I’d agree. When we were kids, my younger sister was a crack shot with a squirt gun.

It was the hopeful way he suggested an axe that made me laugh. I have no idea what he thought he was going to do with it.

My kid is enamored of Nerf guns and got a fancy scoped sniper rifle for Christmas (which, indeed, I feel could shoot someone’s eye out).

Also, I found myself saying the other day, “Put that stick [leftover piece of siding trim] down - it filled your hands with splinters yesterday!” This was received with an insouciant shrug.

My kid is a girl.

I think **April R **is right on - to the extent that girls as a group don’t like weapons and explosions, it’s most likely because we discourage it in girls, not because boy children have more innate interest.

My boy liked sticks, dowels, curtain rods, wrapping paper tubes, and at 19, I still see him grabbing various things to make a sword.

Of course, he started collecting swords early on, and must have 2 dozen hanging on hooks and displays around his room.
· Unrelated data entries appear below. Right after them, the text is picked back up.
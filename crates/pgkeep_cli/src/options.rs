//! Global flags and their translation into a [`Config`].

use clap::{Args, ValueEnum};
use pgkeep_core::{CommandSpec, Config, CoreError, CoreResult, FilterConfig, StorageConfig};
use pgkeep_storage::ObjectStoreConfig;
use std::num::NonZeroUsize;
use std::path::PathBuf;
use std::time::Duration;

/// Output format for reporting commands.
#[derive(Debug, Clone, Copy, PartialEq, Eq, ValueEnum)]
pub enum OutputFormat {
    /// Human readable text
    Text,
    /// JSON document
    Json,
}

/// Flags shared by every subcommand.
#[derive(Debug, Args)]
pub struct GlobalOptions {
    /// Cluster name used in basebackup names
    #[arg(global = true, long, default_value = "main")]
    cluster: String,

    /// Filesystem storage root
    #[arg(global = true, short, long, conflicts_with = "bucket")]
    path: Option<PathBuf>,

    /// Object store bucket
    #[arg(global = true, long)]
    bucket: Option<String>,

    /// Object store endpoint URL
    #[arg(global = true, long)]
    endpoint: Option<String>,

    /// Object store region
    #[arg(global = true, long)]
    region: Option<String>,

    /// Object store access key
    #[arg(global = true, long, requires = "secret_key")]
    access_key: Option<String>,

    /// Object store secret key
    #[arg(global = true, long, requires = "access_key")]
    secret_key: Option<String>,

    /// Key prefix inside the bucket
    #[arg(global = true, long)]
    prefix: Option<String>,

    /// Object store request timeout in seconds
    #[arg(global = true, long)]
    request_timeout: Option<u64>,

    /// Multipart upload part size in bytes
    #[arg(global = true, long)]
    part_size: Option<usize>,

    /// Compression command
    #[arg(global = true, long, value_parser = parse_command)]
    compress: Option<CommandSpec>,

    /// Decompression command
    #[arg(global = true, long, value_parser = parse_command)]
    decompress: Option<CommandSpec>,

    /// Extension appended by the compression command
    #[arg(global = true, long)]
    extension: Option<String>,

    /// Encryption command
    #[arg(global = true, long, value_parser = parse_command)]
    encrypt: Option<CommandSpec>,

    /// Decryption command
    #[arg(global = true, long, value_parser = parse_command)]
    decrypt: Option<CommandSpec>,

    /// Extra storage root whose wal/ subdirectory is pruned by cleanup (repeatable)
    #[arg(global = true, long = "wal-archive-dir")]
    wal_archive_dirs: Vec<PathBuf>,

    /// Concurrent deletes against an object store
    #[arg(global = true, long)]
    delete_parallelism: Option<usize>,
}

impl GlobalOptions {
    /// Builds the configuration described by the flags.
    pub fn to_config(&self) -> CoreResult<Config> {
        let mut config = Config::new()
            .cluster_name(self.cluster.clone())
            .storage(self.storage())
            .filters(self.filters());
        if let Some(workers) = self.delete_parallelism {
            config = config.delete_parallelism(non_zero("--delete-parallelism", workers)?);
        }
        for dir in &self.wal_archive_dirs {
            config = config.wal_archive_dir(dir.clone());
        }
        Ok(config)
    }

    fn storage(&self) -> StorageConfig {
        let Some(bucket) = &self.bucket else {
            return StorageConfig {
                path: self.path.clone(),
                object_store: None,
            };
        };

        let mut store = ObjectStoreConfig::new(bucket.clone());
        if let Some(endpoint) = &self.endpoint {
            store = store.with_endpoint(endpoint.clone());
        }
        if let Some(region) = &self.region {
            store.region = region.clone();
        }
        if let (Some(access), Some(secret)) = (&self.access_key, &self.secret_key) {
            store = store.with_credentials(access.clone(), secret.clone());
        }
        if let Some(prefix) = &self.prefix {
            store = store.with_prefix(prefix.clone());
        }
        if let Some(secs) = self.request_timeout {
            store = store.with_request_timeout(Duration::from_secs(secs));
        }
        if let Some(part_size) = self.part_size {
            store = store.with_part_size(part_size);
        }
        StorageConfig::object_store(store)
    }

    fn filters(&self) -> FilterConfig {
        let defaults = FilterConfig::default();
        FilterConfig {
            compress: self.compress.clone().unwrap_or(defaults.compress),
            decompress: self.decompress.clone().unwrap_or(defaults.decompress),
            encrypt: self.encrypt.clone(),
            decrypt: self.decrypt.clone(),
            extension: self.extension.clone().unwrap_or(defaults.extension),
        }
    }
}

/// Parses a filter or source command given on the command line.
pub fn parse_command(value: &str) -> Result<CommandSpec, String> {
    value.parse().map_err(|err: CoreError| err.to_string())
}

/// Converts a count flag, rejecting zero.
pub fn non_zero(flag: &str, value: usize) -> CoreResult<NonZeroUsize> {
    NonZeroUsize::new(value)
        .ok_or_else(|| CoreError::invalid_config(format!("{flag} must be at least 1")))
}

#[cfg(test)]
mod tests {
    use super::*;
    use clap::Parser;

    #[derive(Parser)]
    struct Harness {
        #[command(flatten)]
        global: GlobalOptions,
    }

    fn parse(args: &[&str]) -> Config {
        let mut argv = vec!["pgkeep"];
        argv.extend_from_slice(args);
        Harness::try_parse_from(argv).unwrap().global.to_config().unwrap()
    }

    #[test]
    fn defaults_use_zstd_and_no_storage() {
        let config = parse(&[]);
        assert_eq!(config.cluster_name, "main");
        assert_eq!(config.filters, FilterConfig::default());
        assert!(config.storage.kind().is_err());
    }

    #[test]
    fn object_store_flags_build_store_config() {
        let config = parse(&[
            "--bucket",
            "backups",
            "--endpoint",
            "http://localhost:9000",
            "--access-key",
            "minio",
            "--secret-key",
            "minio123",
            "--prefix",
            "db1",
            "--request-timeout",
            "30",
        ]);
        let store = config.storage.object_store.unwrap();
        assert_eq!(store.bucket, "backups");
        assert_eq!(store.endpoint.as_deref(), Some("http://localhost:9000"));
        assert_eq!(store.prefix, "db1");
        assert_eq!(store.request_timeout, Some(Duration::from_secs(30)));
        assert!(config.storage.path.is_none());
    }

    #[test]
    fn filter_flags_override_defaults() {
        let config = parse(&[
            "--path",
            "/b",
            "--compress",
            "lz4 -q -c",
            "--decompress",
            "lz4 -q -d -c",
            "--extension",
            ".lz4",
            "--encrypt",
            "gpg -e -r ops",
            "--decrypt",
            "gpg -d",
        ]);
        assert_eq!(config.filters.compress.program, "lz4");
        assert_eq!(config.filters.extension, ".lz4");
        assert_eq!(config.filters.decrypt.unwrap().to_string(), "gpg -d");
    }

    #[test]
    fn zero_counts_are_rejected() {
        assert!(non_zero("--retain", 0).is_err());
        let harness = Harness::try_parse_from(["pgkeep", "--delete-parallelism", "0"]).unwrap();
        assert!(harness.global.to_config().is_err());
    }

    #[test]
    fn path_and_bucket_conflict() {
        assert!(Harness::try_parse_from(["pgkeep", "--path", "/b", "--bucket", "x"]).is_err());
    }
}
Mostly movie props like LOTR, and Lightsabers. I’m sure any cop or psychiatrist looking in his room would be shocked and think he’s some medieval-minded serial killer, but he couldn’t be more sweet and gentle if he tried. He never touches them, they just hang there. Except the Nerf swords. Those get used!

I know he has a couple of friends that do the same thing. Boys just like swords, and pretend fighting with other boys.

Always have.

Just wait till he’s old enough to play with fire.

Yeah, I wonder why you’d assume it’s a boy thing. I’ve got a girl who’s headed for 4, and she likes swords and guns. It seems to me like it’s a kid thing. I remember being wayyyy into swords and bows and arrows.

My four and a half year old niece makes weapons out of everything. Just the other day she was running around with a paper towel tube pretending it was a light saber. She was even making the right sound effects.

Her daddy is into target shooting, and my niece is already saying she wants to learn how to shoot. I’m sure it won’t be long before she starts lessons.

My friends and I refer to this as “Hello? Valley Hardware?”

Crack from a squirt gun? Now there’s a marketing idea that just seems wrong. I can see the profit potential, though.

Today I saw some kids in the street running backwards at each other, shouting “I’ve got bum disease”. I think it may be futile to try and understand how and why children think.

Explained.

kid staggering around kindergarten class: “stay away from the blue squirt guns people”.

To the op, what kind of museum did you tell your kid you were taking him to?

If you want to see his head explode then go to the baseball bat museum in Louisville KY and then go across the street to the Frazier Museum. It will be a day of nothing but bats, swords, guns and axes.